Closed PaulMaynard closed 7 years ago

PaulMaynard commented 7 years ago

The early game, pre-solar-panel probes like the Sienno, Ramo, and Amba Barely hve enough EC on board to transmit even one of their built-in experiments, and they usually have two or three. And even if I had panels, I dont really want to use them because it breaks the realism.

jsolson commented 7 years ago

The thing to check before we start throwing EC in is are the transmitters OP for the mission. Twice the range is 4 times the power, so cutting range will save a lot of juice.

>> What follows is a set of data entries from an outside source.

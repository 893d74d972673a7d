//! Progress reporting for long-running steps
//!
//! A [`ProgressTracker`] is a background poller tied to the lifetime of the
//! operation it observes. It is started before a transfer, extraction or tool
//! run and is stopped on every exit path: explicitly through
//! [`ProgressTracker::stop`], or by `Drop` when the surrounding future errors
//! out or is cancelled.
//!
//! Polls only read filesystem metadata. A failing (or panicking) poll is
//! logged and the poller keeps going; it never affects the observed work.

use async_trait::async_trait;
use futures::FutureExt;
use runstage_common::types::ProgressRecord;
use std::future::Future;
use std::panic::AssertUnwindSafe;
use std::path::{Path, PathBuf};
use std::sync::Arc;
use std::time::Duration;
use tokio::task::JoinHandle;
use tokio::time::{Instant, MissedTickBehavior};
use tokio_util::sync::CancellationToken;
use tracing::{debug, info, warn};

/// Receiver of progress records for one running step
#[async_trait]
pub trait ProgressSink: Send + Sync {
    async fn report(&self, record: ProgressRecord) -> anyhow::Result<()>;
}

/// Discards every record
pub struct NullProgress;

#[async_trait]
impl ProgressSink for NullProgress {
    async fn report(&self, _record: ProgressRecord) -> anyhow::Result<()> {
        Ok(())
    }
}

/// Writes records to the log; used when a step runs outside a workflow
pub struct LogProgress;

#[async_trait]
impl ProgressSink for LogProgress {
    async fn report(&self, record: ProgressRecord) -> anyhow::Result<()> {
        info!(
            name = %record.name,
            done = record.done,
            total = ?record.total,
            percent_done = ?record.percent_done,
            "Progress"
        );
        Ok(())
    }
}

/// Handle to a running poller
pub struct ProgressTracker {
    cancel: CancellationToken,
    handle: Option<JoinHandle<()>>,
}

impl ProgressTracker {
    /// Spawn a poller calling `poll` every `interval`, first after one interval
    pub fn start<F, Fut>(interval: Duration, mut poll: F) -> Self
    where
        F: FnMut() -> Fut + Send + 'static,
        Fut: Future<Output = anyhow::Result<()>> + Send + 'static,
    {
        let cancel = CancellationToken::new();
        let token = cancel.clone();

        let handle = tokio::spawn(async move {
            let mut ticker = tokio::time::interval_at(Instant::now() + interval, interval);
            ticker.set_missed_tick_behavior(MissedTickBehavior::Delay);

            loop {
                tokio::select! {
                    _ = token.cancelled() => break,
                    _ = ticker.tick() => {
                        match AssertUnwindSafe(poll()).catch_unwind().await {
                            Ok(Ok(())) => {},
                            Ok(Err(e)) => warn!(error = %e, "Progress poll failed"),
                            Err(_) => warn!("Progress poll panicked"),
                        }
                    }
                }
            }
            debug!("Progress poller stopped");
        });

        Self {
            cancel,
            handle: Some(handle),
        }
    }

    /// Signal the poller and wait for it to exit
    pub async fn stop(mut self) {
        self.cancel.cancel();
        if let Some(handle) = self.handle.take() {
            if let Err(e) = handle.await {
                warn!(error = %e, "Progress poller did not shut down cleanly");
            }
        }
    }
}

impl Drop for ProgressTracker {
    fn drop(&mut self) {
        self.cancel.cancel();
        if let Some(handle) = self.handle.take() {
            handle.abort();
        }
    }
}

/// Run `work` with a poller alongside it
pub async fn track_progress<F, Fut, W, T>(interval: Duration, poll: F, work: W) -> T
where
    F: FnMut() -> Fut + Send + 'static,
    Fut: Future<Output = anyhow::Result<()>> + Send + 'static,
    W: Future<Output = T>,
{
    let tracker = ProgressTracker::start(interval, poll);
    let output = work.await;
    tracker.stop().await;
    output
}

/// Report the size of a (possibly not yet created) file against `total`
pub async fn file_progress(
    sink: Arc<dyn ProgressSink>,
    path: PathBuf,
    total: Option<u64>,
    name: &'static str,
) -> anyhow::Result<()> {
    let done = match tokio::fs::metadata(&path).await {
        Ok(meta) => meta.len(),
        Err(e) if e.kind() == std::io::ErrorKind::NotFound => 0,
        Err(e) => return Err(e.into()),
    };

    sink.report(ProgressRecord::bytes(name, done, total)).await
}

/// Report the apparent size of everything under `dir` against `total`
pub async fn dir_progress(
    sink: Arc<dyn ProgressSink>,
    dir: PathBuf,
    total: Option<u64>,
    name: &'static str,
) -> anyhow::Result<()> {
    let done = tokio::task::spawn_blocking(move || apparent_size(&dir)).await?;
    sink.report(ProgressRecord::bytes(name, done, total)).await
}

/// Sum of regular file sizes under `dir`; unreadable entries are skipped
pub fn apparent_size(dir: &Path) -> u64 {
    walkdir::WalkDir::new(dir)
        .into_iter()
        .filter_map(Result::ok)
        .filter(|entry| entry.file_type().is_file())
        .filter_map(|entry| entry.metadata().ok())
        .map(|meta| meta.len())
        .sum()
}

PaulMaynard commented 7 years ago

Less transmission cost could work too for balancing.

jsolson commented 7 years ago

What I'm getting at is we can't just put whatever numbers we want in there, we want to stay balanced with stock, and the answer is not always Moar EC. The Sienno for example has an antenna thats equal to the Communotron 16 (the baseline stock omni antenna). With it's 500Km range, against a level 1 DSN it has a range of 31.6 Mm and a packet resource cost of 12.

Cut the range in half and you cut the power 4 times. A 250Km antenna against a level 1 DSN has a range of 22Mm and a packet resource cost of 3.

Cut it in half again, the 125Km antenna against a level 1 DSN has a range of 15Mm and a packet resource cost of 0.75.

15Mm is still out past the Mun, so cut it in half again. A 62.5Km antenna against a level 1 DSN has a range of 11.2Mm and a packet resource cost of 0.1875. That's within the mission requirements for this probe. The energy cost is 0.3 per sec instead of 20 per second, at exactly the same bandwidth.

CobaltWolf commented 7 years ago

jeez dude that sounds like we might be able to balance these suckers

jsolson commented 7 years ago

I've re-thunk the above. Since range is only meaningful when there's a receiver, and the formula for range is sqrt(ant1 range * ant 2 range) reducing one of the antennas range 4x reduces the effective range in half. So range would scale linearly with EC usage. That means the Sienno in the above example would use 2.5 EC per second, not 0.3.

PaulMaynard commented 7 years ago

Relevant thread: http://forum.kerbalspaceprogram.com/index.php?/topic/149131-electric-charge-for-science-transmission/

jsolson commented 7 years ago

Been following that. That's why I say were in wait and see what Squad does mode. I'm in agreement with the position that the problem is the experiments, not the transmitters. We should probably check our own in house experiments (are there any?) and make sure they don't demand excessive bandwidth.

On Oct 4, 2016 9:38 PM, "Paul" notifications@github.com wrote:

Relevant thread: http://forum.kerbalspaceprogram.com/index.php?/topic/149131-electric- charge-for-science-transmission/

— You are receiving this because you commented. Reply to this email directly, view it on GitHub https://github.com/CobaltWolf/Bluedog-Design-Bureau/issues/187#issuecomment-251560819, or mute the thread https://github.com/notifications/unsubscribe-auth/AQC8IJBNvgbSrKPpCA2hijCwV-hfJ3usks5qwv-GgaJpZM4KL1er .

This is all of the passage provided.